Bombardement hôpital Gaza

Nasser, l’hôpital assassiné deux fois : la guerre contre les témoins

Nasser, l’hôpital assassiné deux fois : la guerre contre les témoins

Bombardement hôpital Gaza

À Khan Younès, dans la bande de Gaza, l’hôpital Nasser a été visé par deux frappes israéliennes à quelques minutes d’intervalle. La première a éventré un étage du bâtiment. La seconde est tombée alors que journalistes, secouristes et soignants tentaient d’évacuer les blessés et de retrouver des corps sous les décombres. Vingt morts, au moins cinq journalistes, des membres de la défense civile et du personnel médical : un carnage assumé sous couvert d’« opération militaire ».

C’est une signature macabre qui se répète. Les « double frappes/double-tap » ; tirer une première fois, puis cibler ceux qui portent secours, sont dénoncées depuis longtemps par les ONG humanitaires. Ici, l’infraction est multiple et flagrante : frapper un hôpital, frapper des équipes médicales, frapper des journalistes, frapper des secouristes. Chacune de ces atteintes est en soi une violation grave des règles de la guerre. Les cumuler dans une même séquence relève d’un système, non d’un accident.

Nasser n’est pas un cas isolé. L’hôpital avait déjà été assiégé en 2024. Depuis octobre 2023, des dizaines d’établissements médicaux ont été touchés, certains rasés, des centaines de soignants tués. Les ONG parlent de « médicides » : une stratégie consistant à étouffer les soins pour épuiser une population entière.

La presse paie le prix fort. Le Comité pour la protection des journalistes recense près de 200 reporters tués depuis le début de la guerre, l’immense majorité palestiniens. C’est, à ce jour, le conflit le plus meurtrier de l’histoire contemporaine pour les journalistes.

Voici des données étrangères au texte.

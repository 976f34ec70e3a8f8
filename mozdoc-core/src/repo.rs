//! Repository introspection and branch cloning via git2.
//!
//! All libgit2 use lives here; the rest of the workspace only sees
//! [`RepoSnapshot`] values and plain paths.

use std::path::{Path, PathBuf};

use crate::error::RepoError;
use crate::types::{BranchName, RepoSnapshot};

impl RepoSnapshot {
    /// Capture the repository state for one invocation.
    ///
    /// Discovers the repository at or above `path`, reads the current branch
    /// from HEAD, enumerates local branch heads, and reads the `origin`
    /// remote URL (a missing remote is `None`, not an error).
    pub fn capture(path: &Path) -> Result<RepoSnapshot, RepoError> {
        let repo = discover(path)?;

        let head = repo.head().map_err(|e| {
            if e.code() == git2::ErrorCode::UnbornBranch {
                RepoError::NoCurrentBranch
            } else {
                RepoError::Git(e)
            }
        })?;
        if !head.is_branch() {
            return Err(RepoError::NoCurrentBranch);
        }
        let current_branch = head
            .shorthand()
            .map(BranchName::from)
            .ok_or(RepoError::NoCurrentBranch)?;

        let mut branches = Vec::new();
        for branch in repo.branches(Some(git2::BranchType::Local))? {
            let (branch, _) = branch?;
            if let Some(name) = branch.name()? {
                branches.push(BranchName::from(name));
            }
        }

        let origin_url = match repo.find_remote("origin") {
            Ok(remote) => remote.url().map(String::from),
            Err(e) if e.code() == git2::ErrorCode::NotFound => None,
            Err(e) => return Err(RepoError::Git(e)),
        };

        Ok(RepoSnapshot {
            current_branch,
            branches,
            origin_url,
        })
    }
}

/// Worktree root of the repository containing `path`.
pub fn repo_workdir(path: &Path) -> Result<PathBuf, RepoError> {
    let repo = discover(path)?;
    repo.workdir()
        .map(Path::to_path_buf)
        .ok_or(RepoError::BareRepo)
}

/// Clone a single branch of the repository at `repo_root` into `dest`.
///
/// A local clone restricted to `branch`; used to materialize a buildable
/// source tree for every branch other than the checked-out one. Failure
/// propagates — a branch that cannot be cloned is fatal to the run.
pub fn clone_branch(repo_root: &Path, branch: &BranchName, dest: &Path) -> Result<(), RepoError> {
    let url = repo_root.to_string_lossy();
    git2::build::RepoBuilder::new()
        .branch(branch.as_str())
        .clone(&url, dest)?;
    Ok(())
}

fn discover(path: &Path) -> Result<git2::Repository, RepoError> {
    git2::Repository::discover(path).map_err(|_| RepoError::NotARepo {
        path: path.to_path_buf(),
    })
}
use assert_cmd::Command;
use predicates::prelude::*;
use tempfile::TempDir;

fn mozdoc() -> Command {
    Command::cargo_bin("mozdoc").expect("mozdoc binary")
}

#[test]
fn new_scaffolds_every_resource_root() {
    let dir = TempDir::new().unwrap();
    let dest = dir.path().join("docs");

    mozdoc()
        .arg("new")
        .arg(&dest)
        .assert()
        .success()
        .stdout(predicate::str::contains("Scaffolded"));

    for root in ["documents", "images", "css", "js", "prototypes"] {
        assert!(dest.join(root).is_dir(), "missing resource root '{root}'");
    }
    assert!(dest.join("config.json").is_file());
    assert!(dest.join("documents").join("index.md").is_file());
}

#[test]
fn new_never_clobbers_an_existing_config() {
    let dir = TempDir::new().unwrap();
    let dest = dir.path().join("docs");
    std::fs::create_dir_all(&dest).unwrap();
    std::fs::write(dest.join("config.json"), r#"{ "locals": { "title": "Mine" } }"#).unwrap();

    mozdoc().arg("new").arg(&dest).assert().success();

    let config = std::fs::read_to_string(dest.join("config.json")).unwrap();
    assert!(config.contains("Mine"), "author config was overwritten");
}

#[test]
fn init_is_an_alias_for_new() {
    let dir = TempDir::new().unwrap();
    let dest = dir.path().join("docs");

    mozdoc().arg("init").arg(&dest).assert().success();
    assert!(dest.join("documents").is_dir());
}

#[test]
fn new_defaults_to_the_chdir_option() {
    let dir = TempDir::new().unwrap();

    mozdoc()
        .arg("new")
        .arg("-C")
        .arg(dir.path())
        .assert()
        .success();
    assert!(dir.path().join("documents").is_dir());
}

Leur élimination n’est plus un dommage collatéral : c’est une politique de l’ombre, une volonté de faire taire les témoins.

Combien de crimes de guerre dans ce seul épisode ? Au moins six chefs distincts peuvent être relevés : attaque contre un hôpital, contre des soignants, contre des journalistes, contre des secouristes, usage de la « double frappe », et disproportion évidente entre les pertes civiles et l’objectif militaire invoqué.

Mais la réalité dépasse ce cas : chaque jour, Gaza et la Cisjordanie sont le théâtre de bombardements sur des immeubles civils, de famines organisées, de déplacements forcés, de tirs sur des foules en quête d’aide. À l’échelle de la population, c’est un quotidien de violations systématiques. L’accumulation ne relève plus du drame accidentel mais de la politique assumée.

Comme si cela ne suffisait pas, Tel-Aviv a officialisé son feu vert au projet E1, qui prévoit de relier Jérusalem-Est aux colonies de Maalé Adoumim. Ce plan couperait la Cisjordanie en deux, rendant impossible un État palestinien viable. C’est un coup de grâce porté au droit international, si tant est qu’il existe, une provocation adressée à la communauté mondiale, qui répète ses « préoccupations » dans le vide.

Le déplacement de populations, l’installation de colons sur des territoires occupés : ce ne sont pas de simples gestes politiques, ce sont des violations majeures, reconnues et condamnées depuis des décennies. Israël, en annonçant ce plan, brandit ouvertement son mépris pour l’ordre international.

Bombarder un hôpital, puis ceux qui en sortent les blessés, c’est tenter d’éteindre à la fois la vie et le regard qui la raconte. Nasser devient le symbole d’une guerre menée non seulement contre un peuple, mais contre la vérité elle-même. Chaque missile abat un bâtiment, un soignant, un journaliste, et avec eux une parcelle de témoignage et d’espoir.

On peut discuter de géopolitique, de sécurité, de diplomatie. Mais au fond, il reste ce fait brut : à Gaza, on tue des civils, on affame une population, on bombarde des hôpitaux, on cible les reporters. Et pendant ce temps, on annonce de nouveaux plans de colonisation. L’histoire jugera. Mais aujourd’hui, il faut nommer les choses : ce sont des crimes, et ils se répètent chaque jour.